Ass-Kicking & Foot-Stomping Ancient Master of SHIT FUCK FUCK FUCK
Awful and Bent Behemothic Results of Last Night's Painful Squat.
High Altitude Haggis-Filled Sex Bucket From Beyond Time and Space.
Internet Monkey Person of Filthy and Immoral Pygmy-Porn Wart Contagion
Octomom Auxillary Heat Exchanger Repairman
walking the fine line line between genius and batshit fucking crazy

"computation is a pattern in the spacetime arrangement of particles, and it's not the particles but the pattern that really matters! Matter doesn't matter." -- Max Tegmark

Cain

I think we're going to do that after it matters, ie; March 30th.

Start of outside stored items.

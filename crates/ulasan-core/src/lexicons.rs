use std::path::Path;

use serde::{Deserialize, Serialize};

use crate::ConfigError;

/// Default lexicons shipped with the repository, embedded at compile time.
pub const BUILTIN_LEXICONS_YAML: &str = include_str!("../../../config/lexicons.yaml");

/// Raw lexicon lists as they appear in the YAML file.
///
/// Entries are single words or space-separated phrases. Duplicates are legal
/// and collapse once the lists are turned into sets.
#[derive(Debug, Clone, PartialEq, Eq, Serialize, Deserialize)]
pub struct LexiconsFile {
    pub positive: Vec<String>,
    pub negative: Vec<String>,
    pub suggestion: Vec<String>,
}

impl LexiconsFile {
    /// The built-in lexicons.
    ///
    /// # Errors
    ///
    /// Returns `ConfigError` if the embedded YAML fails to parse or validate.
    pub fn builtin() -> Result<Self, ConfigError> {
        parse_lexicons(BUILTIN_LEXICONS_YAML)
    }

    /// Iterate `(list name, entries)` in the fixed positive, negative, suggestion order.
    pub fn lists(&self) -> impl Iterator<Item = (&'static str, &[String])> {
        [
            ("positive", self.positive.as_slice()),
            ("negative", self.negative.as_slice()),
            ("suggestion", self.suggestion.as_slice()),
        ]
        .into_iter()
    }
}

/// Load and validate lexicons from a YAML file.
///
/// # Errors
///
/// Returns `ConfigError` if the file cannot be read, parsed, or fails validation.
pub fn load_lexicons(path: &Path) -> Result<LexiconsFile, ConfigError> {
    let content = std::fs::read_to_string(path).map_err(|e| ConfigError::LexiconFileIo {
        path: path.display().to_string(),
        source: e,
    })?;

    parse_lexicons(&content)
}

/// Parse and validate lexicons from a YAML string.
///
/// # Errors
///
/// Returns `ConfigError` if the YAML is malformed or fails validation.
pub fn parse_lexicons(content: &str) -> Result<LexiconsFile, ConfigError> {
    let lexicons: LexiconsFile =
        serde_yaml::from_str(content).map_err(ConfigError::LexiconFileParse)?;

    validate_lexicons(&lexicons)?;

    Ok(lexicons)
}

fn validate_lexicons(lexicons: &LexiconsFile) -> Result<(), ConfigError> {
    for (name, entries) in lexicons.lists() {
        if entries.is_empty() {
            return Err(ConfigError::Validation(format!(
                "{name} lexicon must contain at least one entry"
            )));
        }

        for entry in entries {
            if entry.trim().is_empty() {
                return Err(ConfigError::Validation(format!(
                    "{name} lexicon contains a blank entry"
                )));
            }

            // Normalized tokens are lowercase ASCII letters, so anything else
            // could never match.
            let well_formed = entry
                .split(' ')
                .all(|word| !word.is_empty() && word.chars().all(|c| c.is_ascii_lowercase()));
            if !well_formed {
                return Err(ConfigError::Validation(format!(
                    "{name} lexicon entry '{entry}' must be lowercase letters \
                     separated by single spaces"
                )));
            }
        }
    }

    Ok(())
}

#[cfg(test)]
#[path = "lexicons_test.rs"]
mod tests;
//! Dictionary-driven Indonesian stemmer.
//!
//! Affixes are only removed when doing so reaches a known root word. Words
//! already in the dictionary are returned untouched, so stems are fixed points.

use std::collections::HashSet;

const BUILTIN_ROOTS: &str = include_str!("../data/kata_dasar.txt");

const PARTICLES: &[&str] = &["lah", "kah", "tah", "pun"];
const POSSESSIVES: &[&str] = &["nya", "ku", "mu"];
// Every matching suffix is tried, "kan" before "an" (masak-an vs. masa-kan).
const DERIVATIONAL_SUFFIXES: &[&str] = &["kan", "an", "i"];

/// Prefix layers a single word may carry, e.g. `di-per-baik-i`.
const MAX_PREFIX_DEPTH: usize = 3;

/// Words this short are never stemmed.
const MIN_STEMMABLE_LEN: usize = 4;

#[derive(Debug, Clone)]
pub struct IndonesianStemmer {
    roots: HashSet<String>,
}

impl Default for IndonesianStemmer {
    fn default() -> Self {
        Self::new()
    }
}

impl IndonesianStemmer {
    /// Stemmer backed by the built-in root dictionary.
    #[must_use]
    pub fn new() -> Self {
        Self {
            roots: parse_word_list(BUILTIN_ROOTS).collect(),
        }
    }

    /// Register additional root words (e.g. lexicon terms that must never be reduced).
    #[must_use]
    pub fn with_roots<I, S>(mut self, roots: I) -> Self
    where
        I: IntoIterator<Item = S>,
        S: AsRef<str>,
    {
        self.roots.extend(
            roots
                .into_iter()
                .map(|r| r.as_ref().trim().to_lowercase())
                .filter(|r| !r.is_empty()),
        );
        self
    }

    #[must_use]
    pub fn is_root(&self, word: &str) -> bool {
        self.roots.contains(word)
    }

    #[must_use]
    pub fn root_count(&self) -> usize {
        self.roots.len()
    }

    /// Stem every whitespace-separated word, preserving order.
    #[must_use]
    pub fn stem_text(&self, text: &str) -> String {
        text.split_whitespace()
            .map(|word| self.stem_word(word))
            .collect::<Vec<_>>()
            .join(" ")
    }

    /// Reduce one lowercase word to its root, or return it unchanged.
    #[must_use]
    pub fn stem_word(&self, word: &str) -> String {
        if word.len() < MIN_STEMMABLE_LEN || self.is_root(word) {
            return word.to_string();
        }

        // Most-stripped forms first; fall back to progressively less stripped ones
        // so a suffix-looking ending that belongs to the root can be kept.
        let without_particle = strip_any_suffix(word, PARTICLES);
        let without_possessive = strip_any_suffix(without_particle, POSSESSIVES);

        let mut forms: Vec<&str> = DERIVATIONAL_SUFFIXES
            .iter()
            .filter_map(|suffix| strip_suffix_keeping_base(without_possessive, suffix))
            .collect();
        for form in [without_possessive, without_particle, word] {
            if !forms.contains(&form) {
                forms.push(form);
            }
        }

        for form in forms {
            if self.is_root(form) {
                return form.to_string();
            }
            if let Some(root) = self.strip_prefixes(form, MAX_PREFIX_DEPTH) {
                return root;
            }
        }

        word.to_string()
    }

    fn strip_prefixes(&self, form: &str, depth: usize) -> Option<String> {
        if depth == 0 {
            return None;
        }
        let candidates = prefix_candidates(form);
        for candidate in &candidates {
            if self.is_root(candidate) {
                return Some(candidate.clone());
            }
        }
        candidates
            .iter()
            .find_map(|candidate| self.strip_prefixes(candidate, depth - 1))
    }
}

pub(crate) fn parse_word_list(raw: &str) -> impl Iterator<Item = String> + '_ {
    raw.lines()
        .map(str::trim)
        .filter(|line| !line.is_empty() && !line.starts_with('#'))
        .map(str::to_lowercase)
}

fn strip_suffix_keeping_base<'a>(word: &'a str, suffix: &str) -> Option<&'a str> {
    word.strip_suffix(suffix).filter(|rest| rest.len() >= 3)
}

/// Strip the first matching suffix, leaving at least a few characters behind.
fn strip_any_suffix<'a>(word: &'a str, suffixes: &[&str]) -> &'a str {
    suffixes
        .iter()
        .find_map(|suffix| strip_suffix_keeping_base(word, suffix))
        .unwrap_or(word)
}

fn starts_with_vowel(s: &str) -> bool {
    s.starts_with(['a', 'e', 'i', 'o', 'u'])
}

fn starts_with_any(s: &str, initials: &[char]) -> bool {
    s.starts_with(initials)
}

/// All plausible words left after removing one derivational prefix, including
/// the recoded initial consonant that nasal prefixes swallow (`meny-apu` -> `sapu`).
fn prefix_candidates(word: &str) -> Vec<String> {
    let mut out: Vec<String> = Vec::new();
    let mut push = |s: String| {
        if s.len() >= 3 && !out.contains(&s) {
            out.push(s);
        }
    };

    for plain in ["di", "ke", "se", "ter", "ber", "per"] {
        if let Some(rest) = word.strip_prefix(plain) {
            push(rest.to_string());
        }
    }
    if let Some(rest) = word.strip_prefix("be") {
        // be-kerja, be-ternak
        if !rest.starts_with('r') {
            push(rest.to_string());
        }
    }

    for (nasal, recoded) in [("meny", "s"), ("peny", "s")] {
        if let Some(rest) = word.strip_prefix(nasal) {
            if starts_with_vowel(rest) {
                push(format!("{recoded}{rest}"));
            }
        }
    }

    for prefix in ["meng", "peng"] {
        if let Some(rest) = word.strip_prefix(prefix) {
            push(rest.to_string());
            if starts_with_vowel(rest) {
                push(format!("k{rest}"));
            }
        }
    }

    for prefix in ["mem", "pem"] {
        if let Some(rest) = word.strip_prefix(prefix) {
            if starts_with_any(rest, &['b', 'f', 'v', 'p']) {
                push(rest.to_string());
            } else if starts_with_vowel(rest) {
                push(format!("p{rest}"));
            }
        }
    }

    for prefix in ["men", "pen"] {
        if let Some(rest) = word.strip_prefix(prefix) {
            if starts_with_any(rest, &['c', 'd', 'j', 'z', 's']) {
                push(rest.to_string());
            } else if starts_with_vowel(rest) {
                push(format!("t{rest}"));
            }
        }
    }

    for prefix in ["me", "pe"] {
        if let Some(rest) = word.strip_prefix(prefix) {
            if starts_with_any(rest, &['l', 'r', 'w', 'y', 'm', 'n']) {
                push(rest.to_string());
            } else if prefix == "pe" && !starts_with_vowel(rest) {
                // pe-kerja, pe-tani
                push(rest.to_string());
            }
        }
    }

    out
}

Besides, we could vote all the Tories out tomorrow and that wouldn't change the fact that Corbyn's own idea is nearly as utopian in its idealism and equally unlikely to pass the EU's smell test.

48% of the country has been thrown under a bus, in that regard.

Cain

Today's Brexit roundup:

Up to a third of UK companies are looking to send some or all operations overseas in the event of a no deal Brexit.

Schools are being allowed to relax regulations on school provided lunches, to ensure that they can continue to provide meal in the event of a no deal Brexit.

NHS staff are being informed that preparations are being made for them to be able to stay on site overnight in Kent, as police project 3-6 months of travel disruption in the event of no deal.

Up to 1000 Ministry of Defence staff are being prepared to be seconded to prepare for dealing with Brexit.